What are the penalties for speeding in Queensland?
The penalties for speeding in Queensland vary depending on the severity of the offence and whether it is a first or subsequent offence. The following table outlines the maximum fines and licence disqualification periods that can be imposed for speeding offences in Queensland.
Offence type Maximum fine Licence disqualification period First offence – Exceeding the speed limit by 1-9 km/h $133 3 months First offence – Exceeding the speed limit by 10-19 km/h $266 6 months First offence – Exceeding the speed limit by 20-29 km/h $399 9 months First offence – Exceeding the speed limit by 30 km/h or more $1,299 12 months Subsequent offence – Exceeding the speed limit by 1-9 km/h $266 6 months Subsequent offence – Exceeding the speed limit by 10-19 km/h $399 9 months Subsequent offence – Exceeding the speed limit by 20-29 km/h $733 18 months Subsequent offence – Exceeding the speed limit by 30 km/h or more $2,099 3 years
In addition to the fines and licence disqualification periods that can be imposed for speeding offences, drivers can also incur demerit points on their licence.
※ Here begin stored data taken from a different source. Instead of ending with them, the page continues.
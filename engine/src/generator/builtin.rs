//! Generators available without configuration.

use std::collections::HashSet;

use rand::Rng;
use rand::rngs::StdRng;

use crate::error::{EngineError, EngineResult};
use crate::generator::{Generator, GeneratorState, InputBuilder, SanitizedCase};

/// T test cases, each with N distinct values up to 2·10^9 followed by two
/// unconstrained arrays of sizes M and K.
#[derive(Debug, Default)]
pub struct AlphaGenerator {
    state: GeneratorState,
}

impl Generator for AlphaGenerator {
    fn name(&self) -> &str {
        "alpha"
    }

    fn state(&self) -> &GeneratorState {
        &self.state
    }

    fn state_mut(&mut self) -> &mut GeneratorState {
        &mut self.state
    }

    fn write_input(&self, rng: &mut StdRng, out: &mut InputBuilder) {
        let tests = rng.gen_range(1..=1_000u32);
        out.value(tests);
        for _ in 0..tests {
            let n = rng.gen_range(1..=100usize);
            let m = rng.gen_range(1..=100usize);
            let k = rng.gen_range(1..=100usize);
            out.line([n, m, k]);

            let mut seen = HashSet::with_capacity(n);
            let mut distinct = Vec::with_capacity(n);
            while distinct.len() < n {
                let value = rng.gen_range(1..=2_000_000_000u64);
                if seen.insert(value) {
                    distinct.push(value);
                }
            }
            out.line(distinct);
            out.line((0..m).map(|_| rng.gen_range(1..=1_000_000_000u64)).collect::<Vec<_>>());
            out.line((0..k).map(|_| rng.gen_range(1..=1_000_000_000u64)).collect::<Vec<_>>());
        }
    }
}

/// T queries of a single integer up to 10^9.
#[derive(Debug, Default)]
pub struct BetaGenerator {
    state: GeneratorState,
}

impl Generator for BetaGenerator {
    fn name(&self) -> &str {
        "beta"
    }

    fn state(&self) -> &GeneratorState {
        &self.state
    }

    fn state_mut(&mut self) -> &mut GeneratorState {
        &mut self.state
    }

    fn write_input(&self, rng: &mut StdRng, out: &mut InputBuilder) {
        let tests = rng.gen_range(1..=1_000u32);
        out.value(tests);
        for _ in 0..tests {
            out.value(rng.gen_range(1..=1_000_000_000u64));
        }
    }
}

const MAX_PERMUTATION_LEN: u32 = 12;

/// T test cases of one N each. An answer is a permutation of `1..=N` in which
/// no two adjacent values are consecutive integers, or `-1` when none exists.
///
/// Many answers are valid, so the candidate is checked directly and the
/// reference output only tells whether an answer exists.
#[derive(Debug, Default)]
pub struct PermutationGenerator {
    state: GeneratorState,
}

impl PermutationGenerator {
    fn is_valid_answer(n: usize, tokens: &[&str]) -> bool {
        if tokens.len() != n {
            return false;
        }
        let mut seen = vec![false; n + 1];
        let mut prev: Option<usize> = None;
        for token in tokens {
            let Ok(value) = token.parse::<usize>() else {
                return false;
            };
            if value == 0 || value > n || seen[value] {
                return false;
            }
            seen[value] = true;
            if let Some(p) = prev
                && p.abs_diff(value) == 1
            {
                return false;
            }
            prev = Some(value);
        }
        true
    }
}

impl Generator for PermutationGenerator {
    fn name(&self) -> &str {
        "permutation"
    }

    fn state(&self) -> &GeneratorState {
        &self.state
    }

    fn state_mut(&mut self) -> &mut GeneratorState {
        &mut self.state
    }

    fn write_input(&self, rng: &mut StdRng, out: &mut InputBuilder) {
        let tests = rng.gen_range(1..=20u32);
        out.value(tests);
        for _ in 0..tests {
            out.value(rng.gen_range(1..=MAX_PERMUTATION_LEN));
        }
    }

    fn judge(&self, case: &SanitizedCase) -> EngineResult<bool> {
        let mut input = case.input.cursor();
        let mut reference = case.reference.cursor();
        let mut candidate = case.candidate.cursor();

        let tests: usize = input.parse_line()?;
        for test in 1..=tests {
            let n: usize = input.parse_line()?;
            let expected = reference.expect_line().map_err(|_| {
                EngineError::Validation(format!("reference output ends before test {test}"))
            })?;
            let Some(answer) = candidate.next_line() else {
                return Ok(false);
            };
            let tokens: Vec<&str> = answer.split_whitespace().collect();
            if expected == "-1" {
                if tokens != ["-1"] {
                    return Ok(false);
                }
            } else if !Self::is_valid_answer(n, &tokens) {
                return Ok(false);
            }
        }
        Ok(candidate.is_exhausted())
    }
}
The number of demerit points that a driver receives for a speeding offence depends on the severity of the offence. For example, a driver exceeding the speed limit by 1-9 km/h will incur 1 demerit point, while a driver exceeding the speed limit by 30 km/h or more will incur 8 demerit points.
If a driver accrues too many demerit points, they may have their licence suspended or cancelled. For more information about demerit points and licence suspensions, please see the Queensland Government website.
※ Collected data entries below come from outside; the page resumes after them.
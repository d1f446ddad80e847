//! Language build/run strategies.
//!
//! A [`Strategy`] turns source text into a runnable [`Artifact`] inside a
//! private working directory, runs it against stdin through the
//! resource-limited process runner, and removes whatever it created. The set
//! of strategies is closed: one per [`StrategyKind`].

pub mod descriptor;
pub mod interpreted;
pub mod managed;
pub mod native;
pub mod registry;

use std::fs;
use std::path::{Path, PathBuf};

use tracing::warn;

use crate::core::types::{BYTES_PER_MB, ProcessResult, ResourceLimits, RunStatus};
use crate::error::{EngineError, EngineResult};
use crate::io::process::{ProcessRequest, execute};
use crate::io::watchdog::WatchdogConfig;
use crate::template::TemplateVars;

pub use descriptor::{EntryPointProbe, LanguageDescriptor, StrategyKind};
pub use registry::LanguageRegistry;

use interpreted::InterpretedStrategy;
use managed::ManagedStrategy;
use native::NativeStrategy;

/// Runnable form of a prepared program.
#[derive(Debug, Clone, PartialEq, Eq)]
pub enum Artifact {
    Executable(PathBuf),
    EntryPoint { class_dir: PathBuf, name: String },
    Script(PathBuf),
}

/// Where and under which ceilings a strategy builds and runs.
#[derive(Debug, Clone)]
pub struct StrategyEnv {
    pub workdir: PathBuf,
    pub limits: ResourceLimits,
    pub build_limits: ResourceLimits,
    pub output_limit_bytes: usize,
    pub watchdog: WatchdogConfig,
}

impl StrategyEnv {
    pub fn run_request(&self, argv: Vec<String>) -> ProcessRequest {
        ProcessRequest::new(argv, self.workdir.clone(), self.limits)
            .with_watchdog(self.watchdog.clone())
            .with_output_limit(self.output_limit_bytes)
    }

    pub fn build_request(&self, argv: Vec<String>) -> ProcessRequest {
        ProcessRequest::new(argv, self.workdir.clone(), self.build_limits)
            .with_watchdog(self.watchdog.clone())
            .with_output_limit(self.output_limit_bytes)
    }

    /// Variables every template may use.
    pub fn base_vars(&self, source: &Path) -> TemplateVars {
        TemplateVars::new()
            .with_path("source", source)
            .with_path("workdir", &self.workdir)
            .with(
                "memory_mb",
                self.limits.memory_limit().div_ceil(BYTES_PER_MB).to_string(),
            )
    }
}

/// Capability set shared by every language family.
pub trait Strategy: Send {
    /// Write `source` into the working directory and build it if needed.
    fn prepare(&mut self, source: &str) -> EngineResult<Artifact>;

    /// Run the prepared artifact with `stdin` under the run limits.
    fn run(&self, stdin: &str) -> EngineResult<ProcessResult>;

    /// Remove every file this strategy created. Keeps going past failures
    /// and reports the first one.
    fn purge(&mut self) -> EngineResult<()>;

    fn artifact(&self) -> Option<&Artifact>;
}

/// Instantiate the strategy for a descriptor's family.
pub fn strategy_for(descriptor: &LanguageDescriptor, env: StrategyEnv) -> Box<dyn Strategy> {
    match descriptor.kind {
        StrategyKind::Native => Box::new(NativeStrategy::new(descriptor.clone(), env)),
        StrategyKind::Managed => Box::new(ManagedStrategy::new(descriptor.clone(), env)),
        StrategyKind::Interpreted => Box::new(InterpretedStrategy::new(descriptor.clone(), env)),
    }
}

pub(crate) fn write_source(
    descriptor: &LanguageDescriptor,
    env: &StrategyEnv,
    source: &str,
) -> EngineResult<PathBuf> {
    let path = env.workdir.join(descriptor.source_file_name(source));
    fs::write(&path, source)
        .map_err(|e| EngineError::io(format!("write source {}", path.display()), e))?;
    Ok(path)
}

/// Translate a build process result into success or a build failure.
pub(crate) fn check_build(result: &ProcessResult) -> EngineResult<()> {
    match result.status {
        RunStatus::Success => Ok(()),
        RunStatus::LimitExceeded(kind) => Err(EngineError::LimitExceeded { kind }),
        RunStatus::RuntimeError => Err(EngineError::Build {
            message: match (result.exit_code, result.signal) {
                (Some(code), _) => format!("compiler exited with code {code}"),
                (None, Some(signal)) => format!("compiler killed by signal {signal}"),
                (None, None) => "compiler failed".to_string(),
            },
            stderr: result.stderr.clone(),
        }),
        RunStatus::SpawnError => Err(EngineError::Build {
            message: result
                .error
                .clone()
                .unwrap_or_else(|| "compiler could not be started".to_string()),
            stderr: result.stderr.clone(),
        }),
    }
}

/// Remove each path, logging failures and remembering the first.
pub(crate) fn remove_files<'a>(paths: impl IntoIterator<Item = &'a Path>) -> EngineResult<()> {
    let mut first_error = None;
    for path in paths {
        match fs::remove_file(path) {
            Ok(()) => {}
            Err(e) if e.kind() == std::io::ErrorKind::NotFound => {}
            Err(e) => {
                warn!(path = %path.display(), err = %e, "failed to remove artifact");
                if first_error.is_none() {
                    first_error = Some(EngineError::io(format!("remove {}", path.display()), e));
                }
            }
        }
    }
    first_error.map_or(Ok(()), Err)
}

#[cfg(test)]
mod tests {
    use super::*;
    use crate::core::types::LimitKind;

    #[test]
    fn build_failure_keeps_compiler_stderr() {
        let mut result = ProcessResult::spawn_error("spawn g++");
        result.status = RunStatus::RuntimeError;
        result.exit_code = Some(1);
        result.stderr = "error: expected ';'".to_string();
        let err = check_build(&result).expect_err("build error");
        match err {
            EngineError::Build { message, stderr } => {
                assert_eq!(message, "compiler exited with code 1");
                assert_eq!(stderr, "error: expected ';'");
            }
            other => panic!("unexpected error {other:?}"),
        }
    }

    #[test]
    fn build_timeout_is_a_limit_violation() {
        let mut result = ProcessResult::spawn_error("");
        result.status = RunStatus::LimitExceeded(LimitKind::Time);
        assert!(matches!(
            check_build(&result),
            Err(EngineError::LimitExceeded {
                kind: LimitKind::Time
            })
        ));
    }

    #[test]
    fn removing_missing_files_is_fine() {
        let temp = tempfile::tempdir().expect("tempdir");
        let present = temp.path().join("a.out");
        fs::write(&present, b"x").expect("write");
        let missing = temp.path().join("missing");
        remove_files([present.as_path(), missing.as_path()]).expect("remove");
        assert!(!present.exists());
    }
}
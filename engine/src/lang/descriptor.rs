//! Language descriptors and the built-in language table.

use anyhow::{Result, anyhow};
use regex::Regex;
use serde::{Deserialize, Serialize};

use crate::template::CommandTemplate;

/// Build/run family a language belongs to.
#[derive(Debug, Clone, Copy, PartialEq, Eq, Serialize, Deserialize)]
#[serde(rename_all = "snake_case")]
pub enum StrategyKind {
    /// Ahead-of-time compiled to a native executable.
    Native,
    /// Compiled to units that a managed runtime launches by entry point.
    Managed,
    /// Run straight from source by an interpreter.
    Interpreted,
}

/// How a managed build finds its single entry point.
#[derive(Debug, Clone, PartialEq, Eq, Serialize, Deserialize)]
pub struct EntryPointProbe {
    /// Extension of compiled units, without the dot (e.g. `class`).
    pub unit_extension: String,
    /// Inspects one unit; may use `{{ unit }}`, `{{ unit_path }}` and `{{ class_dir }}`.
    pub command: CommandTemplate,
    /// Regex matched against the probe's stdout to recognise an entry point.
    pub marker: String,
}

/// Static description of one supported language.
///
/// Templates may reference `source`, `workdir`, `executable`, `class_dir`,
/// `entry_point` and `memory_mb`.
#[derive(Debug, Clone, PartialEq, Serialize, Deserialize)]
pub struct LanguageDescriptor {
    pub id: String,
    #[serde(default)]
    pub aliases: Vec<String>,
    /// File extension including the leading dot.
    pub extension: String,
    pub kind: StrategyKind,
    #[serde(default)]
    pub build: Option<CommandTemplate>,
    pub run: CommandTemplate,
    #[serde(default)]
    pub entry_point: Option<EntryPointProbe>,
    #[serde(default = "default_multiplier")]
    pub time_multiplier: f64,
    #[serde(default = "default_multiplier")]
    pub memory_multiplier: f64,
    /// Source file stem used when `source_name_pattern` does not match.
    #[serde(default = "default_source_stem")]
    pub source_stem: String,
    /// Regex whose first capture group names the source file stem, for
    /// languages that tie file names to declarations.
    #[serde(default)]
    pub source_name_pattern: Option<String>,
}

fn default_multiplier() -> f64 {
    1.0
}

fn default_source_stem() -> String {
    "solution".to_string()
}

impl LanguageDescriptor {
    pub fn matches(&self, identifier: &str) -> bool {
        let wanted = identifier.trim();
        self.id.eq_ignore_ascii_case(wanted)
            || self.aliases.iter().any(|a| a.eq_ignore_ascii_case(wanted))
    }

    /// Source file name for `source`, honouring `source_name_pattern`.
    pub fn source_file_name(&self, source: &str) -> String {
        let stem = self
            .source_name_pattern
            .as_deref()
            .and_then(|pattern| Regex::new(pattern).ok())
            .and_then(|re| {
                re.captures(source)
                    .and_then(|caps| caps.get(1))
                    .map(|m| m.as_str().to_string())
            })
            .unwrap_or_else(|| self.source_stem.clone());
        format!("{stem}{}", self.extension)
    }

    pub fn validate(&self) -> Result<()> {
        if self.id.trim().is_empty() {
            return Err(anyhow!("language id must be non-empty"));
        }
        if !self.extension.starts_with('.') {
            return Err(anyhow!("{}: extension must start with '.'", self.id));
        }
        if self.run.is_empty() {
            return Err(anyhow!("{}: run command must be non-empty", self.id));
        }
        if !(self.time_multiplier > 0.0 && self.memory_multiplier > 0.0) {
            return Err(anyhow!("{}: multipliers must be > 0", self.id));
        }
        if let Some(pattern) = &self.source_name_pattern {
            Regex::new(pattern).map_err(|e| anyhow!("{}: source_name_pattern: {e}", self.id))?;
        }
        match self.kind {
            StrategyKind::Native | StrategyKind::Managed if self.build.is_none() => {
                return Err(anyhow!("{}: compiled languages need a build command", self.id));
            }
            StrategyKind::Interpreted if self.build.is_some() => {
                return Err(anyhow!("{}: interpreted languages have no build step", self.id));
            }
            _ => {}
        }
        match (&self.kind, &self.entry_point) {
            (StrategyKind::Managed, None) => {
                return Err(anyhow!("{}: managed languages need an entry_point probe", self.id));
            }
            (StrategyKind::Managed, Some(probe)) => {
                Regex::new(&probe.marker)
                    .map_err(|e| anyhow!("{}: entry_point.marker: {e}", self.id))?;
                if probe.command.is_empty() {
                    return Err(anyhow!("{}: entry_point.command must be non-empty", self.id));
                }
            }
            (_, Some(_)) => {
                return Err(anyhow!("{}: only managed languages take an entry_point", self.id));
            }
            _ => {}
        }
        Ok(())
    }
}

/// Languages available without any configuration.
pub fn builtin_languages() -> Vec<LanguageDescriptor> {
    vec![
        LanguageDescriptor {
            id: "c".to_string(),
            aliases: vec!["gnu c11".to_string(), "gcc".to_string()],
            extension: ".c".to_string(),
            kind: StrategyKind::Native,
            build: Some(CommandTemplate::new([
                "gcc",
                "-DONLINE_JUDGE",
                "-O2",
                "-x",
                "c",
                "{{ source }}",
                "-o",
                "{{ executable }}",
                "-lm",
            ])),
            run: CommandTemplate::new(["{{ executable }}"]),
            entry_point: None,
            time_multiplier: 1.0,
            memory_multiplier: 1.0,
            source_stem: default_source_stem(),
            source_name_pattern: None,
        },
        LanguageDescriptor {
            id: "cpp".to_string(),
            aliases: vec![
                "c++".to_string(),
                "c++17".to_string(),
                "gnu c++17".to_string(),
                "g++".to_string(),
            ],
            extension: ".cpp".to_string(),
            kind: StrategyKind::Native,
            build: Some(CommandTemplate::new([
                "g++",
                "-DONLINE_JUDGE",
                "-std=c++17",
                "-Wshadow",
                "-Wall",
                "-O2",
                "-Wno-unused-result",
                "-x",
                "c++",
                "{{ source }}",
                "-o",
                "{{ executable }}",
            ])),
            run: CommandTemplate::new(["{{ executable }}"]),
            entry_point: None,
            time_multiplier: 1.0,
            memory_multiplier: 1.0,
            source_stem: default_source_stem(),
            source_name_pattern: None,
        },
        LanguageDescriptor {
            id: "java".to_string(),
            aliases: vec!["java 8".to_string(), "java 11".to_string(), "java 21".to_string()],
            extension: ".java".to_string(),
            kind: StrategyKind::Managed,
            build: Some(CommandTemplate::new([
                "javac",
                "-encoding",
                "UTF-8",
                "-d",
                "{{ class_dir }}",
                "{{ source }}",
            ])),
            run: CommandTemplate::new([
                "java",
                "-Xmx{{ memory_mb }}m",
                "-Xss64m",
                "-XX:+UseSerialGC",
                "-cp",
                "{{ class_dir }}",
                "{{ entry_point }}",
            ]),
            entry_point: Some(EntryPointProbe {
                unit_extension: "class".to_string(),
                command: CommandTemplate::new(["javap", "-cp", "{{ class_dir }}", "{{ unit }}"]),
                marker: r"public\s+static\s+void\s+main\s*\(".to_string(),
            }),
            time_multiplier: 2.0,
            memory_multiplier: 2.0,
            source_stem: "Main".to_string(),
            source_name_pattern: Some(r"public\s+(?:final\s+)?class\s+([A-Za-z_$][\w$]*)".to_string()),
        },
        LanguageDescriptor {
            id: "python".to_string(),
            aliases: vec!["python3".to_string(), "py".to_string(), "python 3".to_string()],
            extension: ".py".to_string(),
            kind: StrategyKind::Interpreted,
            build: None,
            run: CommandTemplate::new(["python3", "-B", "{{ source }}"]),
            entry_point: None,
            time_multiplier: 3.0,
            memory_multiplier: 1.0,
            source_stem: default_source_stem(),
            source_name_pattern: None,
        },
    ]
}

#[cfg(test)]
mod tests {
    use super::*;

    fn java() -> LanguageDescriptor {
        builtin_languages()
            .into_iter()
            .find(|d| d.id == "java")
            .expect("java")
    }

    #[test]
    fn builtins_validate() {
        for descriptor in builtin_languages() {
            descriptor.validate().expect("builtin descriptor");
        }
    }

    #[test]
    fn matches_aliases_case_insensitively() {
        let cpp = builtin_languages()
            .into_iter()
            .find(|d| d.id == "cpp")
            .expect("cpp");
        assert!(cpp.matches("GNU C++17"));
        assert!(cpp.matches(" cpp "));
        assert!(!cpp.matches("c"));
    }

    #[test]
    fn java_source_is_named_after_public_class() {
        let java = java();
        assert_eq!(
            java.source_file_name("import java.util.*;\npublic class Solver {\n}"),
            "Solver.java"
        );
        assert_eq!(java.source_file_name("class Hidden {}"), "Main.java");
    }

    #[test]
    fn managed_without_probe_is_invalid() {
        let mut java = java();
        java.entry_point = None;
        assert!(java.validate().is_err());
    }

    #[test]
    fn interpreted_with_build_is_invalid() {
        let mut python = builtin_languages()
            .into_iter()
            .find(|d| d.id == "python")
            .expect("python");
        python.build = Some(CommandTemplate::new(["true"]));
        assert!(python.validate().is_err());
    }
}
Speeding is a serious offence and can have serious consequences. If you are convicted of speeding, you may face significant fines, licence disqualification periods and demerit points. You may also increase your risk of being involved in a collision.
If you are caught speeding, you should seek legal advice as soon as possible. A lawyer can help you understand the charges against you and the potential penalties that you may be facing. They can also assist you in developing a defence to the charges and represent you in court.
Disclaimer: This information is general in nature and should not be taken as legal advice. For specific legal advice, please contact a lawyer.